● **WHAT YOU HAVE TO DO**: Among the lines of the records below, copy those that hold the word "static".

(Records contained in a dataset)
==========

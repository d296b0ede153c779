mod controller;
mod layout;
pub use controller::*;
pub use layout::*;
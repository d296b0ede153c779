use std::future::Future;

use tokio::task::JoinHandle;
use tracing::error;
use tracing::info;

use crate::Result;

/// Spawns a named long-running task and logs how it ended.
pub(crate) fn spawn_task<F, Fut>(
    name: &str,
    task_fn: F,
) -> JoinHandle<()>
where
    F: FnOnce() -> Fut + Send + 'static,
    Fut: Future<Output = Result<()>> + Send + 'static,
{
    let name = name.to_string();
    tokio::spawn(async move {
        match task_fn().await {
            Ok(()) => info!("task {name} stopped"),
            Err(e) => error!("task {name} stopped with error: {:?}", e),
        }
    })
}
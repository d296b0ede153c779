use std::path::Path;
use std::sync::Arc;
use std::time::Duration;

use tiercache::file_io::open_file_for_append;
use tiercache::{
    start_metrics_server, write_csv, ChannelSelector, ChannelSwitch, Error, RefreshLoop, RequestLoop, Result, RunMode,
    TierBuilder, TierConfig, TtlSweep, LOG_FILE_NAME,
};
use tokio::signal::unix::{signal, SignalKind};
use tokio::sync::{mpsc, watch};
use tracing::{error, info};
use tracing_appender::non_blocking::WorkerGuard;
use tracing_subscriber::layer::SubscriberExt;
use tracing_subscriber::util::SubscriberInitExt;
use tracing_subscriber::{EnvFilter, Layer};

#[tokio::main(flavor = "multi_thread", worker_threads = 2)]
async fn main() -> Result<()> {
    let mut config = TierConfig::new()?;
    if let Some(path) = std::env::args().nth(1) {
        config = config.with_override_config(&path)?;
    }
    let config = config.validate()?;

    // Initializing Logs
    let _guard = init_observability(&config.runtime.log_dir)?;
    info!("loaded {:?}", config);

    // Initializing Shutdown Signal
    let (graceful_tx, graceful_rx) = watch::channel(());

    let controller = Arc::new(TierBuilder::new(config.clone()).build()?);
    let metrics_handle = start_metrics_server(&config, graceful_rx.clone());

    let refresh_handle = RefreshLoop::new(
        controller.clone(),
        Duration::from_millis(config.runtime.refresh_interval_ms),
        graceful_rx.clone(),
    )
    .spawn();

    info!("Application started. Waiting for CTRL+C signal...");
    // Listen on Shutdown Signal
    tokio::spawn(async {
        if let Err(e) = graceful_shutdown(graceful_tx).await {
            error!("Failed to shutdown: {:?}", e);
        }
    });

    let request_interval = Duration::from_millis(config.runtime.request_interval_ms);
    match config.runtime.mode {
        RunMode::Monitor => {
            let selector = Arc::new(ChannelSelector::new(controller.channels())?);
            let (switch, press_tx) = ChannelSwitch::new(selector.clone(), graceful_rx.clone());
            let switch_handle = switch.spawn();
            tokio::spawn(async move {
                if let Err(e) = forward_button_presses(press_tx).await {
                    error!("button listener failed: {:?}", e);
                }
            });
            info!("send SIGUSR1 to switch to the next channel");

            let iterations = RequestLoop::new(controller.clone(), selector, request_interval, graceful_rx.clone())
                .with_layout_log_every(config.runtime.layout_log_every)
                .run()
                .await?;
            info!("monitor stopped after {} requests", iterations);
            switch_handle.abort();
        }
        RunMode::TtlSweep => {
            let results = TtlSweep::new(
                controller.clone(),
                config.sweep.ttl_values_ms.clone(),
                Duration::from_millis(config.sweep.segment_ms),
                request_interval,
                graceful_rx.clone(),
            )
            .run()
            .await?;
            write_csv(&results, &config.sweep.output).await?;
            // The sweep ends on its own; stop the refresh loop with it
            refresh_handle.abort();
        }
    }

    if let Err(e) = refresh_handle.await {
        if !e.is_cancelled() {
            error!("refresh loop failed: {:?}", e);
        }
    }
    if let Some(handle) = metrics_handle {
        handle.abort();
    }

    println!("Exiting program.");
    Ok(())
}

async fn graceful_shutdown(graceful_tx: watch::Sender<()>) -> Result<()> {
    let mut sigint = signal(SignalKind::interrupt())?;
    let mut sigterm = signal(SignalKind::terminate())?;
    tokio::select! {
        _ = sigint.recv() => {
            info!("SIGINT detected.");
        },
        _ = sigterm.recv() => {
            info!("SIGTERM detected.");
        },
        _ = tokio::signal::ctrl_c() => {
            info!("Ctrl+C detected.");
        },
    }

    graceful_tx.send(()).map_err(|e| {
        error!("Failed to send shutdown signal: {}", e);
        Error::SignalSenderClosed(format!("Failed to send shutdown signal: {}", e))
    })?;

    info!("Shutdown completed");
    Ok(())
}

/// Each SIGUSR1 is one button press.
async fn forward_button_presses(press_tx: mpsc::Sender<()>) -> Result<()> {
    let mut presses = signal(SignalKind::user_defined1())?;
    while presses.recv().await.is_some() {
        if press_tx.send(()).await.is_err() {
            break;
        }
    }
    Ok(())
}

pub fn init_observability(log_dir: &Path) -> Result<WorkerGuard> {
    let log_file = open_file_for_append(&log_dir.join(LOG_FILE_NAME))?;

    let (non_blocking, guard) = tracing_appender::non_blocking(log_file);
    let file_layer = tracing_subscriber::fmt::layer()
        .with_ansi(false)
        .with_writer(non_blocking)
        .with_filter(EnvFilter::from_default_env());
    let stdout_layer = tracing_subscriber::fmt::layer().with_filter(EnvFilter::from_default_env());
    tracing_subscriber::registry().with(file_layer).with(stdout_layer).init();

    Ok(guard)
}
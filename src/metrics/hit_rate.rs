use std::sync::atomic::{AtomicU64, Ordering};

use serde::Serialize;

/// Cumulative request accounting for one controller.
///
/// Counters only move forward until [`MetricsRegistry::reset`].
#[derive(Debug, Default)]
pub struct MetricsRegistry {
    total: AtomicU64,
    cache_hits: AtomicU64,
    store_hits: AtomicU64,
}

/// Point-in-time copy of the counters plus derived ratios in `[0, 1]`.
#[derive(Debug, Clone, Copy, PartialEq, Default, Serialize)]
pub struct MetricsSnapshot {
    pub total: u64,
    pub cache_hits: u64,
    pub store_hits: u64,
    pub cache_hit_rate: f64,
    pub store_hit_rate: f64,
    pub overall_hit_rate: f64,
}

impl MetricsRegistry {
    pub fn new() -> Self {
        Self::default()
    }

    pub fn record_cache_hit(&self) {
        self.cache_hits.fetch_add(1, Ordering::Relaxed);
        self.total.fetch_add(1, Ordering::Relaxed);
    }

    pub fn record_store_hit(&self) {
        self.store_hits.fetch_add(1, Ordering::Relaxed);
        self.total.fetch_add(1, Ordering::Relaxed);
    }

    /// A request that reached the producer, whether or not it produced a value.
    pub fn record_miss(&self) {
        self.total.fetch_add(1, Ordering::Relaxed);
    }

    pub fn snapshot(&self) -> MetricsSnapshot {
        let total = self.total.load(Ordering::Relaxed);
        let cache_hits = self.cache_hits.load(Ordering::Relaxed);
        let store_hits = self.store_hits.load(Ordering::Relaxed);

        MetricsSnapshot {
            total,
            cache_hits,
            store_hits,
            cache_hit_rate: ratio(cache_hits, total),
            store_hit_rate: ratio(store_hits, total),
            overall_hit_rate: ratio(cache_hits + store_hits, total),
        }
    }

    pub fn reset(&self) {
        self.total.store(0, Ordering::Relaxed);
        self.cache_hits.store(0, Ordering::Relaxed);
        self.store_hits.store(0, Ordering::Relaxed);
    }
}

fn ratio(
    part: u64,
    total: u64,
) -> f64 {
    if total == 0 {
        0.0
    } else {
        part as f64 / total as f64
    }
}
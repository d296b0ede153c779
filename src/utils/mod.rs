pub(crate) mod async_task;
pub mod file_io;
pub mod time;

#[cfg(test)]
mod async_task_test;
#[cfg(test)]
mod time_test;
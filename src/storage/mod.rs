mod adaptors;
mod durable_store;
mod medium;
mod slot;


pub use adaptors::*;
pub use durable_store::*;
pub use medium::*;
pub use slot::*;
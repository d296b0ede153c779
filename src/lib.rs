//! A three-tier memory hierarchy for a handful of data channels.
//!
//! Requests are served from the cheapest tier holding a fresh value: a small
//! volatile [`Cache`], a slotted [`DurableStore`] on a byte-addressable
//! [`Medium`], and finally a [`Producer`]. Misses write through on the way
//! back. A background refresh keeps every channel populated.
//!
//! ```ignore
//! let config = TierConfig::new()?.validate()?;
//! let controller = TierBuilder::new(config).build()?;
//! let reading = controller.request(ChannelId(0x10))?;
//! ```
mod cache;
mod channel;
mod config;
mod constants;
mod errors;
mod hierarchy;
mod metrics;
mod producer;
mod runtime;
mod storage;
pub mod utils;

pub use cache::*;
pub use channel::*;
pub use config::*;
pub use constants::*;
pub use errors::*;
pub use hierarchy::*;
pub use metrics::*;
pub use producer::*;
pub use runtime::*;
pub use storage::*;
pub use utils::*;

//-----------------------------------------------------------
// Test utils

#[cfg(test)]
pub mod test_utils;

==========

● **PROBLEM SOLUTION**:
    F: FnOnce() -> Fut + Send + 'static,
    Fut: Future<Output = Result<()>> + Send + 'static,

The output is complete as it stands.